Skipping the technical parts about heterodimers, polyubiquitination and nuclear localization sequences (!), let me get to what we are really interested in: how does this transcription factor get activated in cancer cells? The study provides an answer: “NF-kB is activated by many divergent stimuli, including proinflammatory cytokines such as tumor necrosis factor-alpha (TNF-alpha), interleukin-1beta (IL-1beta), epidermal growth factor (EGF), T- and B-cell mitogens, bacteria and lipopolysaccharides (LPS), viruses, viral proteins, double-stranded RNA, and physical and chemical stresses.” Radiation and chemotherapy also activate NF-kB. Speaking of which, the study tells us also that "Cells that express constitutively activated NF-kB are resistant to various chemotherapeutic agents and radiation treatment.” Vicious circle?

Another key sentence: “In tumor cells, different types of molecular alterations may result in impaired regulation of NF-kB activation. In such cases, NF-kB loses its transient nature of activation and becomes constitutively activated. This leads to deregulated expression of NF-kB– controlled genes.” NF-kB, the study continues, plays a critical role in cancer cell survival, inflammation, growth and so on. It regulates genes that are implicated in cancer cell proliferation, including TNF-alpha, IL-6, to name just a couple that we know are essential growth factors in multiple myeloma. It also regulates some of the cell cycle-regulatory proteins such as cyclin D1, also involved in myeloma (see my page on Ursolic Acid or my December 4 2007 post for more info on this gene, which has recently been associated with disease activity and progression).

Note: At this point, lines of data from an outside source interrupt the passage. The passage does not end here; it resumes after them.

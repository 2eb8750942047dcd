// SPDX-License-Identifier: GPL-3.0-only

use storage_contracts::protocol::entity_list_to_value;
use storage_contracts::{ErrorNumber, Submission, Value, WireEntity};
use storage_testing::{ScriptedTransport, fixtures};
use storage_types::{BlockRange, Flags, Pool, ProvisionType, ReplicationType, Volume};

#[tokio::test]
async fn zero_size_volume_never_reaches_the_plugin() {
    let plugin = ScriptedTransport::new();
    let mut conn = fixtures::connect(&plugin).await.expect("connect");

    let err = conn
        .volume_create(&fixtures::pool(), "lun", 0, ProvisionType::Thin, Flags::NONE)
        .await
        .expect_err("zero size");

    assert_eq!(err.number, ErrorNumber::InvalidArgument);
    assert_eq!(plugin.methods(), vec!["startup"]);
}

#[tokio::test]
async fn pool_without_id_is_an_invalid_pool() {
    let plugin = ScriptedTransport::new();
    let mut conn = fixtures::connect(&plugin).await.expect("connect");
    let pool = Pool {
        id: String::new(),
        ..fixtures::pool()
    };

    let err = conn
        .volume_create(&pool, "lun", 4096, ProvisionType::Thin, Flags::NONE)
        .await
        .expect_err("empty pool id");

    assert_eq!(err.number, ErrorNumber::InvalidPool);
    assert_eq!(plugin.call_count(), 1);
}

#[tokio::test]
async fn volume_create_sends_named_params() {
    let plugin = ScriptedTransport::new();
    let mut conn = fixtures::connect(&plugin).await.expect("connect");
    plugin.reply("volume_create", fixtures::volume().to_value());

    let created = conn
        .volume_create(
            &fixtures::pool(),
            "lun-data",
            100 * 1024 * 1024,
            ProvisionType::Thin,
            Flags::NONE,
        )
        .await
        .expect("create");

    assert_eq!(created, Submission::Completed(fixtures::volume()));
    let call = plugin.last_call().expect("call");
    assert_eq!(call.param("pool"), Some(&fixtures::pool().to_value()));
    assert_eq!(call.param("volume_name"), Some(&Value::from("lun-data")));
    assert_eq!(call.param("size_bytes"), Some(&Value::from(100u64 * 1024 * 1024)));
    assert_eq!(call.param("provisioning"), Some(&Value::from(1i32)));
}

#[tokio::test]
async fn resize_to_the_same_block_count_is_refused_locally() {
    let plugin = ScriptedTransport::new();
    let mut conn = fixtures::connect(&plugin).await.expect("connect");
    let volume = fixtures::volume();

    let exact = conn
        .volume_resize(&volume, volume.size_bytes(), Flags::NONE)
        .await
        .expect_err("same size");
    assert_eq!(exact.number, ErrorNumber::VolumeSameSize);

    // Rounds down to the current block count.
    let partial = conn
        .volume_resize(&volume, volume.size_bytes() + 100, Flags::NONE)
        .await
        .expect_err("same block count");
    assert_eq!(partial.number, ErrorNumber::VolumeSameSize);

    assert_eq!(plugin.call_count(), 1);
}

#[tokio::test]
async fn resize_by_a_block_is_sent() {
    let plugin = ScriptedTransport::new();
    let mut conn = fixtures::connect(&plugin).await.expect("connect");
    let volume = fixtures::volume();
    plugin.reply("volume_resize", "JOB-9");

    let submission = conn
        .volume_resize(&volume, volume.size_bytes() + 512, Flags::NONE)
        .await
        .expect("resize");

    assert!(submission.is_started());
    assert_eq!(
        plugin.last_call().expect("call").param("new_size_bytes"),
        Some(&Value::from(volume.size_bytes() + 512))
    );
}

#[tokio::test]
async fn replicate_without_pool_sends_null() {
    let plugin = ScriptedTransport::new();
    let mut conn = fixtures::connect(&plugin).await.expect("connect");
    let replica = Volume {
        id: "VOL-2".to_string(),
        name: "lun-copy".to_string(),
        ..fixtures::volume()
    };
    plugin.reply("volume_replicate", replica.to_value());

    let result = conn
        .volume_replicate(
            None,
            ReplicationType::Clone,
            &fixtures::volume(),
            "lun-copy",
            Flags::NONE,
        )
        .await
        .expect("replicate");

    assert_eq!(result.completed(), Some(replica));
    let call = plugin.last_call().expect("call");
    assert_eq!(call.param("pool"), Some(&Value::Null));
    assert_eq!(call.param("rep_type"), Some(&Value::from(2i32)));
    assert_eq!(call.param("volume_src"), Some(&fixtures::volume().to_value()));
}

#[tokio::test]
async fn replicate_range_needs_ranges() {
    let plugin = ScriptedTransport::new();
    let mut conn = fixtures::connect(&plugin).await.expect("connect");
    let src = fixtures::volume();
    let dest = Volume {
        id: "VOL-2".to_string(),
        ..fixtures::volume()
    };

    let err = conn
        .volume_replicate_range(ReplicationType::Copy, &src, &dest, &[], Flags::NONE)
        .await
        .expect_err("no ranges");
    assert_eq!(err.number, ErrorNumber::InvalidArgument);

    let ranges = [BlockRange::new(0, 0, 128), BlockRange::new(1024, 2048, 64)];
    plugin.reply("volume_replicate_range", Value::Null);
    let done = conn
        .volume_replicate_range(ReplicationType::Copy, &src, &dest, &ranges, Flags::NONE)
        .await
        .expect("copy range");

    assert_eq!(done, Submission::Completed(()));
    assert_eq!(
        plugin.last_call().expect("call").param("ranges"),
        Some(&entity_list_to_value(&ranges))
    );
}

#[tokio::test]
async fn replicate_range_block_size_must_be_numeric() {
    let plugin = ScriptedTransport::new();
    let mut conn = fixtures::connect(&plugin).await.expect("connect");
    plugin
        .reply("volume_replicate_range_block_size", 512u32)
        .reply("volume_replicate_range_block_size", Value::Null);

    let size = conn
        .volume_replicate_range_block_size(&fixtures::system(), Flags::NONE)
        .await
        .expect("block size");
    assert_eq!(size, 512);

    let err = conn
        .volume_replicate_range_block_size(&fixtures::system(), Flags::NONE)
        .await
        .expect_err("null reply");
    assert_eq!(err.number, ErrorNumber::InternalError);
}

#[tokio::test]
async fn delete_online_offline_and_dependencies() {
    let plugin = ScriptedTransport::new();
    let mut conn = fixtures::connect(&plugin).await.expect("connect");
    let volume = fixtures::volume();
    plugin
        .reply("volume_offline", Value::Null)
        .reply("volume_online", Value::Null)
        .reply("volume_child_dependency", true)
        .reply("volume_child_dependency_rm", "JOB-5")
        .reply("volume_delete", Value::Null);

    conn.volume_offline(&volume, Flags::NONE).await.expect("offline");
    conn.volume_online(&volume, Flags::NONE).await.expect("online");
    assert!(
        conn.volume_child_dependency(&volume, Flags::NONE)
            .await
            .expect("dependency")
    );
    let rm = conn
        .volume_child_dependency_rm(&volume, Flags::NONE)
        .await
        .expect("dependency rm");
    assert_eq!(rm.job().map(|j| j.as_str()), Some("JOB-5"));
    let deleted = conn.volume_delete(&volume, Flags::NONE).await.expect("delete");
    assert_eq!(deleted, Submission::Completed(()));

    plugin.verify().expect("script consumed");
}

#[tokio::test]
async fn missing_volume_surfaces_not_found() {
    let plugin = ScriptedTransport::new();
    let mut conn = fixtures::connect(&plugin).await.expect("connect");
    plugin.fail_with_code("volume_delete", 205, "Volume not found");

    let err = conn
        .volume_delete(&fixtures::volume(), Flags::NONE)
        .await
        .expect_err("not found");

    assert_eq!(err.number, ErrorNumber::NotFoundVolume);
    assert_eq!(err.message, "Volume not found");
}

#[tokio::test]
async fn disk_list_decodes_status_bits() {
    let plugin = ScriptedTransport::new();
    let mut conn = fixtures::connect(&plugin).await.expect("connect");
    plugin.reply("disks", entity_list_to_value(&[fixtures::disk("DISK-1")]));

    let disks = conn.disk_list(Flags::NONE).await.expect("disks");

    assert_eq!(disks.len(), 1);
    assert!(disks[0].is_free());
}
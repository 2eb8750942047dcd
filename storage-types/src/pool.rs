// SPDX-License-Identifier: GPL-3.0-only

use serde::{Deserialize, Serialize};

use crate::common::{bytes_to_pretty, coded_enum};

/// A storage pool that volumes and file systems are carved from
#[derive(Debug, Clone, PartialEq, Eq, Serialize, Deserialize)]
pub struct Pool {
    pub id: String,
    pub name: String,

    /// Total capacity in bytes
    pub total_space: u64,

    /// Unallocated capacity in bytes
    pub free_space: u64,

    pub system_id: String,
}

impl Pool {
    pub fn used_space(&self) -> u64 {
        self.total_space.saturating_sub(self.free_space)
    }
}

impl std::fmt::Display for Pool {
    fn fmt(&self, f: &mut std::fmt::Formatter<'_>) -> std::fmt::Result {
        write!(
            f,
            "{} ({} free of {})",
            self.name,
            bytes_to_pretty(self.free_space, false),
            bytes_to_pretty(self.total_space, false)
        )
    }
}

coded_enum! {
    /// RAID layout requested for a new pool
    pub enum RaidType {
        Raid0 = 0,
        Raid1 = 1,
        Raid3 = 3,
        Raid4 = 4,
        Raid5 = 5,
        Raid6 = 6,
        Raid10 = 10,
        Raid15 = 15,
        Raid16 = 16,
        Raid50 = 50,
        Raid60 = 60,
        Raid51 = 51,
        Raid61 = 61,
        Jbod = 20,
        Unknown = 21,
        NotApplicable = 22,
        Mixed = 23,
    }
}

coded_enum! {
    /// Kind of member a new pool is built from
    pub enum MemberType {
        Unknown = 0,
        Disk = 1,
        Pool = 2,
        Volume = 3,
        DiskMix = 10,
        DiskAta = 11,
        DiskSata = 12,
        DiskSas = 13,
        DiskFc = 14,
        DiskSop = 15,
        DiskScsi = 16,
        DiskNlSas = 17,
        DiskHdd = 18,
        DiskSsd = 19,
        DiskHybrid = 110,
    }
}
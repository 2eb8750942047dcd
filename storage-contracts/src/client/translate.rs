// SPDX-License-Identifier: GPL-3.0-only

//! Mapping of transport and decode failures onto [`LsmError`]

use tracing::error;

use crate::protocol::{DecodeError, ErrorNumber, LsmError, TransportError};

/// Failure raised while the RPC itself was in flight
pub(crate) fn transport_error(method: &str, err: TransportError) -> LsmError {
    match err {
        TransportError::Serialization(detail) => {
            LsmError::new(ErrorNumber::TransportSerialization, "Serialization error")
                .with_exception(detail)
        }
        TransportError::Protocol {
            code,
            message,
            data,
        } => {
            let err = LsmError::plugin(code, message);
            match data {
                Some(data) => err.with_debug(data),
                None => err,
            }
        }
        TransportError::CommunicationLost(detail) => {
            error!(method, %detail, "lost communication with plugin");
            LsmError::new(ErrorNumber::TransportCommunication, "Plugin died")
                .with_exception("Check logs")
                .with_debug(detail)
        }
        TransportError::Other(detail) => {
            LsmError::internal("Unexpected exception").with_exception(detail)
        }
    }
}

/// Response arrived but its shape is not what `method` promises
pub(crate) fn decode_error(method: &str, err: DecodeError) -> LsmError {
    LsmError::internal("Unexpected type").with_exception(format!("{method}: {err}"))
}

Activated NF-kB is also implicated in the control of anti-apoptotic genes, that is, genes that keep cancer cells healthy and alive, such as survivin and Bcl-2 (again, see my post on ursolic acid). Furthermore, it regulates matrix metalloproteinases, or MMPs, which are proteases (protein-dissolving enzymes) that, among other things, promote cancer cell growth and angiogenesis. Okay, so there is no question that constitutively active NF-kB is not a good thing.

That’s enough for today, but I would like to end with a question: if we systemically inhibit NF-kB in order to stop our cancer from progressing, doesn’t that leave us more susceptible to infections? (More on this topic SOON!)